[PATCH] D125248: [instcombine] Propagate freeze back to def

Nikita Popov via Phabricator via llvm-commits llvm-commits at lists.llvm.org
Tue May 10 07:45:35 PDT 2022


nikic added a comment.

In D125248#3502172 <https://reviews.llvm.org/D125248#3502172>, @mtrofin wrote:

> In D125248#3501979 <https://reviews.llvm.org/D125248#3501979>, @nikic wrote:
>
>> In D125248#3501917 <https://reviews.llvm.org/D125248#3501917>, @mtrofin wrote:
>>
>>> In D125248#3501446 <https://reviews.llvm.org/D125248#3501446>, @nikic wrote:
>>>
>>>> I don't think this is the right place to do this. You should either:
>>>>
>>>> 1. Remove the one-use restriction on this fold, and replace other uses with the frozen variant as well. This is on the premise that pushing freeze higher is more worthwhile than having some un-frozen uses.
>>>>
>>>> 2. Adjust the freezeDominatedUses() fold to freeze not only dominated uses. Basically canonicalize %x to freeze %x. This is on the premise that allowing more exploitation of value identity is more worthwhile than having un-frozen uses.
>>>
>>> I think in either case the `freeze %s` def needs to dominate its uses.
>>
>> Sure -- to be clear, the suggestion for the second approach is to move the freeze up so that it does dominate all uses and allows all of them to be replaced. This is basically what you're doing here, with the crucial difference that it happens for all freeze instructions, not just the ones produced by this particular transform.
>>
>> There is a tradeoff here between leaving some uses to not use freeze (and possibly allowing additional optimizations for them, as freeze is usually an optimization-blocker) and allowing folds based on value-identity (which benefit from all uses being freeze(%x), not %x).
>>
>> With that in mind, I would probably lean toward dropping the one-use check on this fold as a starting point -- it's more conservative, but should still cover your motivating case.
>
> Ah, yes, dropping the one-use check makes sense. Waiting to see if the others had any concerns with that, otherwise sgtm.
>
> Here's also the shrunk down example showing the larger picture (it's as much shrinking I could do off binilearKernel in that benchmark):
> https://gist.github.com/mtrofin/19ccc1c0fc2da8689422837ad442896c
>
> (Just comment in/out the 2 options)
>
> basically instcombine moves the freeze from cmp.fr up to div, but stops there. then gvn can't unify idx1 and 2 and then we end up with a select when we do simplifycfg. In the larger picture that's a bit more than just a select, the whole `if.else` block survives (with the subset of the instructions that couldn't be folded) and that redundant computation then causes the regression.

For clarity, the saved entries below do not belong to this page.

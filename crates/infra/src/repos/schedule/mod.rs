mod inmemory;
mod postgres;

use crate::repos::shared::repo::DeleteResult;
use digestly_domain::{Schedule, ScheduleStatus, ID};
pub use inmemory::InMemoryScheduleRepo;
pub use postgres::PostgresScheduleRepo;

#[async_trait::async_trait]
pub trait IScheduleRepo: Send + Sync {
    async fn insert(&self, schedule: &Schedule) -> anyhow::Result<()>;
    async fn save(&self, schedule: &Schedule) -> anyhow::Result<()>;
    async fn find(&self, schedule_id: &ID) -> Option<Schedule>;
    /// All schedules of the user, newest created first
    async fn find_by_user(&self, user_id: &ID) -> Vec<Schedule>;
    async fn find_active_by_user(&self, user_id: &ID) -> Vec<Schedule>;
    /// All active schedules regardless of owner. Time filtering is the
    /// due selector's job, not the repository's.
    async fn list_due_candidates(&self) -> Vec<Schedule>;
    /// Atomic single-row status update
    async fn set_status(&self, schedule_id: &ID, status: ScheduleStatus) -> anyhow::Result<()>;
    /// Pauses every non-paused schedule of the user, returns how many
    /// were changed
    async fn pause_all_for_user(&self, user_id: &ID) -> anyhow::Result<u64>;
    async fn delete(&self, schedule_id: &ID) -> Option<Schedule>;
    async fn delete_by_user(&self, user_id: &ID) -> anyhow::Result<DeleteResult>;
}

#[cfg(test)]
mod tests {
    use crate::setup_context_inmemory;
    use chrono::NaiveDate;
    use digestly_domain::{Frequency, Profile, Schedule, ScheduleStatus};

    fn schedule_for(profile: &Profile) -> Schedule {
        Schedule::new(
            profile.id.clone(),
            "db-1".into(),
            "user@example.com".into(),
            Frequency::Daily,
            "09:00".parse().unwrap(),
            &chrono_tz::US::Pacific,
            NaiveDate::from_ymd_opt(2024, 1, 1).unwrap(),
        )
    }

    #[tokio::test]
    async fn create_and_delete() {
        let ctx = setup_context_inmemory();
        let profile = Profile::new("owner@example.com".into());
        ctx.repos
            .profiles
            .insert(&profile)
            .await
            .expect("To insert profile");

        let schedule = schedule_for(&profile);
        assert!(ctx.repos.schedules.insert(&schedule).await.is_ok());

        let found = ctx.repos.schedules.find(&schedule.id).await.unwrap();
        assert_eq!(found.id, schedule.id);

        let by_user = ctx.repos.schedules.find_by_user(&profile.id).await;
        assert_eq!(by_user.len(), 1);

        let deleted = ctx.repos.schedules.delete(&schedule.id).await;
        assert!(deleted.is_some());
        assert!(ctx.repos.schedules.find(&schedule.id).await.is_none());
    }

    #[tokio::test]
    async fn set_status_and_active_listing() {
        let ctx = setup_context_inmemory();
        let profile = Profile::new("owner@example.com".into());
        ctx.repos.profiles.insert(&profile).await.unwrap();

        let schedule = schedule_for(&profile);
        ctx.repos.schedules.insert(&schedule).await.unwrap();

        assert_eq!(
            ctx.repos.schedules.find_active_by_user(&profile.id).await.len(),
            1
        );
        assert_eq!(ctx.repos.schedules.list_due_candidates().await.len(), 1);

        ctx.repos
            .schedules
            .set_status(&schedule.id, ScheduleStatus::Paused)
            .await
            .unwrap();

        assert!(ctx
            .repos
            .schedules
            .find_active_by_user(&profile.id)
            .await
            .is_empty());
        assert!(ctx.repos.schedules.list_due_candidates().await.is_empty());
        assert_eq!(
            ctx.repos.schedules.find(&schedule.id).await.unwrap().status,
            ScheduleStatus::Paused
        );
    }

    #[tokio::test]
    async fn pause_all_for_user() {
        let ctx = setup_context_inmemory();
        let profile = Profile::new("owner@example.com".into());
        ctx.repos.profiles.insert(&profile).await.unwrap();

        let s1 = schedule_for(&profile);
        let mut s2 = schedule_for(&profile);
        s2.status = ScheduleStatus::Paused;
        ctx.repos.schedules.insert(&s1).await.unwrap();
        ctx.repos.schedules.insert(&s2).await.unwrap();

        let changed = ctx
            .repos
            .schedules
            .pause_all_for_user(&profile.id)
            .await
            .unwrap();
        // Already paused schedules are left alone
        assert_eq!(changed, 1);
        assert!(ctx
            .repos
            .schedules
            .find_active_by_user(&profile.id)
            .await
            .is_empty());
    }

    #[tokio::test]
    async fn newest_first_ordering() {
        let ctx = setup_context_inmemory();
        let profile = Profile::new("owner@example.com".into());
        ctx.repos.profiles.insert(&profile).await.unwrap();

        let mut s1 = schedule_for(&profile);
        let mut s2 = schedule_for(&profile);
        s1.created_at = s1.created_at - chrono::Duration::minutes(5);
        s2.created_at = s2.created_at + chrono::Duration::minutes(5);
        ctx.repos.schedules.insert(&s1).await.unwrap();
        ctx.repos.schedules.insert(&s2).await.unwrap();

        let by_user = ctx.repos.schedules.find_by_user(&profile.id).await;
        assert_eq!(by_user[0].id, s2.id);
        assert_eq!(by_user[1].id, s1.id);
    }
}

Thanks, I understand your case now. I also ran into another related one while working on CHR:

  define i1 @test(i32 %x) {
    %and1 = and i32 %x, 4
    %cmp1 = icmp ne i32 %and1, 0
    %x.fr = freeze i32 %x
    %and2 = and i32 %x.fr, 11
    %cmp2 = icmp eq i32 %and2, 11
    %and = and i1 %cmp1, %cmp2
    ret i1 %and
  }

Dropping the one-use limitation from the "push freeze upwards" fold would not help this case, as the freeze cannot be pushed any further. To cover this case, we do need to extend the freezeDominatedUses() transform.